İzzet Efendi’nin hüsn-i hattı kimden meşkettiği kaynaklarda belirtilmemekle beraber Ahmet Süheyl Ünver’in tesbitine göre sülüs-nesih yazılarını Yahya Hil­mi Efendi’den meşketmiş ve icazetini 1887’de almıştır. Eğer bu tarihte yanlış­lık yoksa daha önceden hattı öğrenip öğ­retmeye başladığı 1863 yılından çok son­ra geleneği bozmamak için bu icazetna­meyi aldığı düşünülebilir. Esasen İzzet Efendi’den matbu olarak zamanımıza ulaşan meşk mecmualarında görülen sü­lüs, nesih, ta’lik gibi hat nevileri bu yazı­larda isim sahibi olmuş üstatların mer­tebesinde değildir. Ancak Galatasaray Mekteb-i Sultânîsi’nde otuz yılın üstün­de devam ettirdiği hüsn-i hat muallimliği onun mükemmel bir öğreticilik vasfı ta­şıdığına delil sayılabilir. Mekteplerde kara tahtaya tebeşirle meşk yazma usulünü de başlatan İzzet Efendi’nin asıl başarı sahası rik’a hattındadır.

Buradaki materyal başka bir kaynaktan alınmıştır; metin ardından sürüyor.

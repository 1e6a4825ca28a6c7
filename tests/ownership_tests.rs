// SPDX-License-Identifier: MIT

//! Ownership-scoped data store tests through the full router.
//!
//! Cover ownership spoofing, cross-user mutation attempts, profile
//! uniqueness, and the public read paths.

use axum::http::{Method, StatusCode};

mod common;
use common::*;

fn soup_json() -> serde_json::Value {
    serde_json::json!({
        "title": "Soup",
        "ingredients": "water",
        "instructions": "boil",
        "category": "dinner"
    })
}

async fn create_recipe(app: &TestApp, cookies: &str, body: &serde_json::Value) -> serde_json::Value {
    let response = send(
        app,
        json_request(Method::POST, "/api/recipes", Some(cookies), body),
    )
    .await;
    assert_eq!(response.status(), StatusCode::CREATED);
    body_json(response).await
}

#[tokio::test]
async fn test_create_recipe_requires_authentication() {
    let app = create_test_app();

    let response = send(
        &app,
        json_request(Method::POST, "/api/recipes", None, &soup_json()),
    )
    .await;

    assert_eq!(response.status(), StatusCode::UNAUTHORIZED);
    let body = body_json(response).await;
    assert_eq!(body["error"], "unauthenticated");
}

#[tokio::test]
async fn test_spoofed_user_id_is_ignored() {
    let app = create_test_app();
    let (cookies, user_id) = sign_up(&app, "a@x.com", "pw123456").await;

    let mut body = soup_json();
    body["user_id"] = serde_json::json!("someone-else");
    let recipe = create_recipe(&app, &cookies, &body).await;

    // The spoof is dropped, not rejected: the record belongs to the actor.
    assert_eq!(recipe["user_id"], user_id.as_str());
}

#[tokio::test]
async fn test_missing_required_fields_rejected() {
    let app = create_test_app();
    let (cookies, _) = sign_up(&app, "a@x.com", "pw123456").await;

    let mut body = soup_json();
    body["ingredients"] = serde_json::json!("   ");
    let response = send(
        &app,
        json_request(Method::POST, "/api/recipes", Some(&cookies), &body),
    )
    .await;

    assert_eq!(response.status(), StatusCode::BAD_REQUEST);
    let body = body_json(response).await;
    assert_eq!(body["error"], "validation_error");
    assert!(body["details"].as_str().unwrap().contains("ingredients"));
}

#[tokio::test]
async fn test_update_by_non_owner_forbidden_and_unchanged() {
    let app = create_test_app();
    let (owner_cookies, _) = sign_up(&app, "a@x.com", "pw123456").await;
    let (other_cookies, _) = sign_up(&app, "b@x.com", "pw123456").await;

    let recipe = create_recipe(&app, &owner_cookies, &soup_json()).await;
    let recipe_id = recipe["id"].as_str().unwrap();

    let response = send(
        &app,
        json_request(
            Method::PUT,
            &format!("/api/recipes/{recipe_id}"),
            Some(&other_cookies),
            &serde_json::json!({ "title": "Hijacked" }),
        ),
    )
    .await;
    assert_eq!(response.status(), StatusCode::FORBIDDEN);

    // The body stays generic: nothing about the record leaks.
    let body = body_json(response).await;
    assert_eq!(body["error"], "forbidden");
    assert!(body.get("details").is_none());

    let unchanged = body_json(
        send(
            &app,
            request(Method::GET, &format!("/api/recipes/{recipe_id}"), None),
        )
        .await,
    )
    .await;
    assert_eq!(unchanged["title"], "Soup");
}

#[tokio::test]
async fn test_owner_can_update() {
    let app = create_test_app();
    let (cookies, user_id) = sign_up(&app, "a@x.com", "pw123456").await;

    let recipe = create_recipe(&app, &cookies, &soup_json()).await;
    let recipe_id = recipe["id"].as_str().unwrap();

    let response = send(
        &app,
        json_request(
            Method::PUT,
            &format!("/api/recipes/{recipe_id}"),
            Some(&cookies),
            &serde_json::json!({ "title": "Better Soup", "cooking_time": 45 }),
        ),
    )
    .await;
    assert_eq!(response.status(), StatusCode::OK);

    let body = body_json(response).await;
    assert_eq!(body["title"], "Better Soup");
    assert_eq!(body["cooking_time"], 45);
    assert_eq!(body["user_id"], user_id.as_str());
}

#[tokio::test]
async fn test_delete_by_non_owner_forbidden() {
    let app = create_test_app();
    let (owner_cookies, _) = sign_up(&app, "a@x.com", "pw123456").await;
    let (other_cookies, _) = sign_up(&app, "b@x.com", "pw123456").await;

    let recipe = create_recipe(&app, &owner_cookies, &soup_json()).await;
    let recipe_id = recipe["id"].as_str().unwrap();

    let response = send(
        &app,
        request(
            Method::DELETE,
            &format!("/api/recipes/{recipe_id}"),
            Some(&other_cookies),
        ),
    )
    .await;
    assert_eq!(response.status(), StatusCode::FORBIDDEN);

    // Still there for the owner
    let response = send(
        &app,
        request(Method::GET, &format!("/api/recipes/{recipe_id}"), None),
    )
    .await;
    assert_eq!(response.status(), StatusCode::OK);
}

#[tokio::test]
async fn test_owner_can_delete() {
    let app = create_test_app();
    let (cookies, _) = sign_up(&app, "a@x.com", "pw123456").await;

    let recipe = create_recipe(&app, &cookies, &soup_json()).await;
    let recipe_id = recipe["id"].as_str().unwrap();

    let response = send(
        &app,
        request(
            Method::DELETE,
            &format!("/api/recipes/{recipe_id}"),
            Some(&cookies),
        ),
    )
    .await;
    assert_eq!(response.status(), StatusCode::NO_CONTENT);

    let response = send(
        &app,
        request(Method::GET, &format!("/api/recipes/{recipe_id}"), None),
    )
    .await;
    assert_eq!(response.status(), StatusCode::NOT_FOUND);
}

#[tokio::test]
async fn test_profile_creation_is_conflict_safe() {
    let app = create_test_app();
    let (cookies, user_id) = sign_up(&app, "a@x.com", "pw123456").await;

    let response = send(
        &app,
        json_request(
            Method::POST,
            "/api/profile",
            Some(&cookies),
            &serde_json::json!({ "username": "alice", "full_name": "Alice" }),
        ),
    )
    .await;
    assert_eq!(response.status(), StatusCode::CREATED);
    let profile = body_json(response).await;
    assert_eq!(profile["id"], user_id.as_str());
    assert_eq!(profile["username"], "alice");

    // Second creation for the same identity fails and changes nothing.
    let response = send(
        &app,
        json_request(
            Method::POST,
            "/api/profile",
            Some(&cookies),
            &serde_json::json!({ "username": "alice-two" }),
        ),
    )
    .await;
    assert_eq!(response.status(), StatusCode::CONFLICT);

    let me = body_json(send(&app, request(Method::GET, "/api/me", Some(&cookies))).await).await;
    assert_eq!(me["profile"]["username"], "alice");
}

#[tokio::test]
async fn test_username_collision_conflicts() {
    let app = create_test_app();
    let (alice_cookies, _) = sign_up(&app, "a@x.com", "pw123456").await;
    let (bob_cookies, _) = sign_up(&app, "b@x.com", "pw123456").await;

    let response = send(
        &app,
        json_request(
            Method::POST,
            "/api/profile",
            Some(&alice_cookies),
            &serde_json::json!({ "username": "cook" }),
        ),
    )
    .await;
    assert_eq!(response.status(), StatusCode::CREATED);

    let response = send(
        &app,
        json_request(
            Method::POST,
            "/api/profile",
            Some(&bob_cookies),
            &serde_json::json!({ "username": "cook" }),
        ),
    )
    .await;
    assert_eq!(response.status(), StatusCode::CONFLICT);
}

#[tokio::test]
async fn test_reads_are_public() {
    let app = create_test_app();
    let (cookies, user_id) = sign_up(&app, "a@x.com", "pw123456").await;

    send(
        &app,
        json_request(
            Method::POST,
            "/api/profile",
            Some(&cookies),
            &serde_json::json!({ "username": "alice" }),
        ),
    )
    .await;
    create_recipe(&app, &cookies, &soup_json()).await;

    // All without cookies
    let list = body_json(send(&app, request(Method::GET, "/api/recipes", None)).await).await;
    assert_eq!(list.as_array().unwrap().len(), 1);

    let filtered = body_json(
        send(
            &app,
            request(
                Method::GET,
                &format!("/api/recipes?user_id={user_id}&category=dinner"),
                None,
            ),
        )
        .await,
    )
    .await;
    assert_eq!(filtered.as_array().unwrap().len(), 1);

    let profile = send(
        &app,
        request(Method::GET, &format!("/api/profiles/{user_id}"), None),
    )
    .await;
    assert_eq!(profile.status(), StatusCode::OK);

    let by_username = send(
        &app,
        request(Method::GET, "/api/profiles/username/alice", None),
    )
    .await;
    assert_eq!(by_username.status(), StatusCode::OK);
}

#[tokio::test]
async fn test_me_requires_authentication() {
    let app = create_test_app();

    let response = send(&app, request(Method::GET, "/api/me", None)).await;
    assert_eq!(response.status(), StatusCode::UNAUTHORIZED);
}

/// The full scenario: sign up, create profile and recipe, then fail to
/// delete the recipe as a different identity.
#[tokio::test]
async fn test_end_to_end_ownership_scenario() {
    let app = create_test_app();

    let (alice_cookies, alice_id) = sign_up(&app, "a@x.com", "pw123456").await;

    let profile = body_json(
        send(
            &app,
            json_request(
                Method::POST,
                "/api/profile",
                Some(&alice_cookies),
                &serde_json::json!({ "username": "alice" }),
            ),
        )
        .await,
    )
    .await;
    assert_eq!(profile["id"], alice_id.as_str());
    assert_eq!(profile["username"], "alice");

    let recipe = create_recipe(&app, &alice_cookies, &soup_json()).await;
    assert_eq!(recipe["user_id"], alice_id.as_str());

    let (mallory_cookies, _) = sign_up(&app, "m@x.com", "pw123456").await;
    let response = send(
        &app,
        request(
            Method::DELETE,
            &format!("/api/recipes/{}", recipe["id"].as_str().unwrap()),
            Some(&mallory_cookies),
        ),
    )
    .await;
    assert_eq!(response.status(), StatusCode::FORBIDDEN);
}
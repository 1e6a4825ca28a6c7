// SPDX-License-Identifier: MIT

//! Data models for the application.

pub mod identity;
pub mod profile;
pub mod recipe;

pub use identity::{Identity, Session};
pub use profile::{NewProfile, Profile};
pub use recipe::{NewRecipe, Recipe, RecipeUpdate};
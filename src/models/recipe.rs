//! Recipe model: user-authored content owned by exactly one identity.

use chrono::{DateTime, Utc};
use serde::{Deserialize, Serialize};

/// Recipe record, stored in the `recipes` table.
///
/// `user_id` is immutable after creation; mutation and deletion require the
/// acting identity's id to equal it.
#[derive(Debug, Clone, PartialEq, Serialize, Deserialize)]
pub struct Recipe {
    pub id: String,
    /// Owning identity's id (foreign key to `profiles.id`)
    pub user_id: String,
    pub title: String,
    pub description: Option<String>,
    pub ingredients: String,
    pub instructions: String,
    /// Minutes, when given
    pub cooking_time: Option<u32>,
    pub difficulty: Option<String>,
    pub category: String,
    pub created_at: DateTime<Utc>,
}

/// Request payload for recipe creation.
///
/// There is no `user_id` field here: ownership is always taken from the
/// acting identity, so a spoofed `user_id` in the incoming JSON is dropped
/// by deserialization rather than trusted.
#[derive(Debug, Clone, Deserialize)]
pub struct NewRecipe {
    pub title: String,
    #[serde(default)]
    pub description: Option<String>,
    pub ingredients: String,
    pub instructions: String,
    #[serde(default)]
    pub cooking_time: Option<u32>,
    #[serde(default)]
    pub difficulty: Option<String>,
    pub category: String,
}

/// Field-wise patch for recipe updates. Absent fields are left unchanged.
#[derive(Debug, Clone, Default, Deserialize)]
pub struct RecipeUpdate {
    #[serde(default)]
    pub title: Option<String>,
    #[serde(default)]
    pub description: Option<String>,
    #[serde(default)]
    pub ingredients: Option<String>,
    #[serde(default)]
    pub instructions: Option<String>,
    #[serde(default)]
    pub cooking_time: Option<u32>,
    #[serde(default)]
    pub difficulty: Option<String>,
    #[serde(default)]
    pub category: Option<String>,
}

impl RecipeUpdate {
    /// Whether the patch changes anything at all.
    pub fn is_empty(&self) -> bool {
        self.title.is_none()
            && self.description.is_none()
            && self.ingredients.is_none()
            && self.instructions.is_none()
            && self.cooking_time.is_none()
            && self.difficulty.is_none()
            && self.category.is_none()
    }

    /// Apply the patch to an existing record.
    pub fn apply_to(&self, recipe: &mut Recipe) {
        if let Some(title) = &self.title {
            recipe.title = title.clone();
        }
        if let Some(description) = &self.description {
            recipe.description = Some(description.clone());
        }
        if let Some(ingredients) = &self.ingredients {
            recipe.ingredients = ingredients.clone();
        }
        if let Some(instructions) = &self.instructions {
            recipe.instructions = instructions.clone();
        }
        if let Some(cooking_time) = self.cooking_time {
            recipe.cooking_time = Some(cooking_time);
        }
        if let Some(difficulty) = &self.difficulty {
            recipe.difficulty = Some(difficulty.clone());
        }
        if let Some(category) = &self.category {
            recipe.category = category.clone();
        }
    }
}

#[cfg(test)]
mod tests {
    use super::*;

    #[test]
    fn test_new_recipe_ignores_spoofed_user_id() {
        // Unknown fields (including user_id) are dropped, not rejected.
        let input: NewRecipe = serde_json::from_value(serde_json::json!({
            "title": "Soup",
            "ingredients": "water",
            "instructions": "boil",
            "category": "dinner",
            "user_id": "someone-else"
        }))
        .unwrap();

        assert_eq!(input.title, "Soup");
    }

    #[test]
    fn test_update_patch_leaves_owner_untouched() {
        let mut recipe = Recipe {
            id: "r1".to_string(),
            user_id: "u1".to_string(),
            title: "Soup".to_string(),
            description: None,
            ingredients: "water".to_string(),
            instructions: "boil".to_string(),
            cooking_time: None,
            difficulty: None,
            category: "dinner".to_string(),
            created_at: Utc::now(),
        };

        let patch = RecipeUpdate {
            title: Some("Stew".to_string()),
            cooking_time: Some(45),
            ..Default::default()
        };
        patch.apply_to(&mut recipe);

        assert_eq!(recipe.title, "Stew");
        assert_eq!(recipe.cooking_time, Some(45));
        assert_eq!(recipe.user_id, "u1");
        assert_eq!(recipe.ingredients, "water");
    }
}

XIX. yüzyılda Osmanlılarda günlük res­mî yazışmalarda hâkim olan üslûp. Müm­taz Efendi rik’ası olarak anılan çok cazip ve akıcı bir el yazısı neviydi. Süratli yazı­labilmesi için harflerde teferruat olarak görülen şeyler atılmış, birden fazla nok­talar birleştirilmiş, bunlar bazan harfe ta­kılan bir çizgiyle gösterilmiştir. Diğer adı Babıâli rik’ası olan bu yazı Dîvân-ı Hümâ­yun, Menşe-i Küttâb-ı Askeri gibi daha ziyade kâtip sınıfının yetiştirildiği öğre­tim kurumlarında en mükemmel şekliyle meşkediliyordu ve göze hoş gelen günde­lik bir yazı olmanın son mertebesindeydi. Önceleri Mümtaz Efendi yolunda ya­zan Mehmed İzzet Efendi, 1290’lârdan (1873) itibaren bu yazıyı sanatlı bir şekil­de düzen altına alma yoluna girdi. Ancak bu durum rik’anın süratli yazılır vasfını kaldırdı ve başta Sami Efendi olmak üze­re Babıâli rik’ası yoluna tâbi hattatlarca tasvip görmedi.